[ovs-git] [openvswitch/ovs] ca367f: ovsdb-idl.c: Allows retry even when using a single...

Wed Aug 21 18:58:40 UTC 2019

  Branch: refs/heads/master
  Home:   https://github.com/openvswitch/ovs
  Commit: ca367fa5f8bb40a5d0b695df9ca25c26974b792f
      https://github.com/openvswitch/ovs/commit/ca367fa5f8bb40a5d0b695df9ca25c26974b792f
  Author: Han Zhou <hzhou8 at ebay.com>
  Date:   2019-08-21 (Wed, 21 Aug 2019)

  Changed paths:
    M lib/ovsdb-idl.c
    M tests/ovsdb-cluster.at
    M tests/test-ovsdb.c

  Log Message:
  -----------
  ovsdb-idl.c: Allows retry even when using a single remote.

When clustered mode is used, the client needs to retry connecting
to new servers when certain failures happen. Today it is allowed to
retry new connection only if multiple remotes are used, which prevents
using LB VIP with clustered nodes. This patch makes sure the retry
logic works when using LB VIP: although same IP is used for retrying,
the LB can actually redirect the connection to a new node.

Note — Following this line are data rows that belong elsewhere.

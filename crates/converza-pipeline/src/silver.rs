//! Silver layer: cleaned, normalized calls.

use std::sync::LazyLock;

use converza_core::text::{title_case_words, truncate_chars};
use converza_core::{CallRecord, SilverRecord};
use converza_store::SqliteStore;
use regex::Regex;
use time::{format_description, PrimitiveDateTime};

pub const MAX_CALL_ID_CHARS: usize = 50;
pub const MAX_AGENT_NAME_CHARS: usize = 100;
pub const UNKNOWN_AGENT: &str = "Unknown Agent";

const WORDS_PER_MINUTE: f64 = 150.0;
/// Customer turns and pauses on top of the spoken words.
const TURN_BUFFER: f64 = 1.3;

/// Accepted input timestamp layouts, tried in order.
const TIMESTAMP_FORMATS: [&str; 4] = [
    "[year]-[month]-[day]T[hour]:[minute]:[second]",
    "[year]-[month]-[day] [hour]:[minute]:[second]",
    "[year]-[month]-[day]T[hour]:[minute]:[second].[subsecond]",
    "[year]-[month]-[day] [hour]:[minute]:[second].[subsecond]",
];
const STORED_TIMESTAMP_FORMAT: &str = "[year]-[month]-[day]T[hour]:[minute]:[second]";

static WHITESPACE_RUN: LazyLock<Regex> = LazyLock::new(|| Regex::new(r"\s+").unwrap());
static CONTROL_CHARS: LazyLock<Regex> =
    LazyLock::new(|| Regex::new(r"[\x00-\x1f\x7f-\x9f]").unwrap());

#[derive(Debug, Clone, PartialEq, Eq, thiserror::Error)]
pub enum RejectReason {
    #[error("record has no call_id")]
    MissingCallId,
    #[error("call {call_id}: unparseable timestamp {raw:?}")]
    InvalidTimestamp { call_id: String, raw: String },
    #[error("call {call_id}: empty transcript")]
    EmptyTranscript { call_id: String },
}

#[derive(Debug, Clone, Copy, Default, PartialEq, Eq)]
pub struct SilverOutcome {
    pub inserted: usize,
    pub rejected: usize,
}

/// Collapse whitespace, drop control characters, straighten curly quotes, trim.
pub fn clean_text(text: &str) -> String {
    if text.is_empty() {
        return String::new();
    }
    let collapsed = WHITESPACE_RUN.replace_all(text, " ");
    let stripped = CONTROL_CHARS.replace_all(&collapsed, "");
    stripped
        .replace(['\u{201C}', '\u{201D}'], "\"")
        .replace(['\u{2018}', '\u{2019}'], "'")
        .trim()
        .to_string()
}

pub fn normalize_agent_name(raw: &str) -> String {
    let cleaned = clean_text(raw);
    if cleaned.is_empty() {
        return UNKNOWN_AGENT.to_string();
    }
    title_case_words(&cleaned)
}

/// Parse any of the accepted layouts. Fractional seconds are kept.
pub fn parse_timestamp(raw: &str) -> Option<PrimitiveDateTime> {
    let raw = raw.trim();
    if raw.is_empty() {
        return None;
    }
    TIMESTAMP_FORMATS.iter().find_map(|layout| {
        let format = format_description::parse(layout).ok()?;
        PrimitiveDateTime::parse(raw, &format).ok()
    })
}

/// `YYYY-MM-DDTHH:MM:SS`, the sortable form stored in silver and gold.
pub fn format_timestamp(ts: PrimitiveDateTime) -> Option<String> {
    let format = format_description::parse(STORED_TIMESTAMP_FORMAT).ok()?;
    ts.format(&format).ok()
}

/// Call length in seconds from the transcript's word count.
pub fn estimate_call_duration(transcript: &str) -> u32 {
    let words = transcript.split_whitespace().count() as f64;
    (words / WORDS_PER_MINUTE * TURN_BUFFER * 60.0) as u32
}

/// Clean one bronze call into a silver row.
pub fn clean_record(raw: &CallRecord) -> Result<SilverRecord, RejectReason> {
    let call_id = raw.call_id.trim();
    if call_id.is_empty() {
        return Err(RejectReason::MissingCallId);
    }
    let call_id = truncate_chars(call_id, MAX_CALL_ID_CHARS);

    let agent_name = truncate_chars(&normalize_agent_name(&raw.agent_name), MAX_AGENT_NAME_CHARS);

    let call_timestamp = parse_timestamp(&raw.timestamp)
        .and_then(format_timestamp)
        .ok_or_else(|| RejectReason::InvalidTimestamp {
            call_id: call_id.clone(),
            raw: raw.timestamp.clone(),
        })?;

    let transcript_text = clean_text(&raw.transcript_text);
    if transcript_text.is_empty() {
        return Err(RejectReason::EmptyTranscript { call_id });
    }

    let transcript_length = u32::try_from(transcript_text.chars().count()).unwrap_or(u32::MAX);
    let call_duration_seconds = estimate_call_duration(&transcript_text);

    Ok(SilverRecord {
        call_id,
        agent_name,
        call_timestamp,
        transcript_text,
        transcript_length,
        call_duration_seconds,
    })
}

/// Clean `records` and insert them `chunk_size` at a time.
///
/// Rejected records are logged and counted; they never abort the batch.
pub fn process_batch(
    store: &mut SqliteStore,
    records: &[CallRecord],
    chunk_size: usize,
) -> anyhow::Result<SilverOutcome> {
    let mut outcome = SilverOutcome::default();
    for chunk in records.chunks(chunk_size.max(1)) {
        let mut cleaned = Vec::with_capacity(chunk.len());
        for raw in chunk {
            match clean_record(raw) {
                Ok(rec) => cleaned.push(rec),
                Err(reason) => {
                    tracing::warn!(%reason, "silver: rejected record");
                    outcome.rejected += 1;
                }
            }
        }
        if !cleaned.is_empty() {
            let inserted = store.insert_silver_batch(&cleaned)?;
            tracing::debug!(inserted, offered = cleaned.len(), "silver: chunk stored");
            outcome.inserted += inserted;
        }
    }
    Ok(outcome)
}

Signed-off-by: Han Zhou <hzhou8 at ebay.com>
Signed-off-by: Ben Pfaff <blp at ovn.org>

  Commit: 89771c1e65304b815ec01ec0f11affac01d62169
      https://github.com/openvswitch/ovs/commit/89771c1e65304b815ec01ec0f11affac01d62169
  Author: Han Zhou <hzhou8 at ebay.com>
  Date:   2019-08-21 (Wed, 21 Aug 2019)

  Changed paths:
    M ovsdb/raft-private.h
    M ovsdb/raft.c
    M tests/ovsdb-cluster.at

  Log Message:
  -----------
  raft.c: Stale leader should disconnect from cluster.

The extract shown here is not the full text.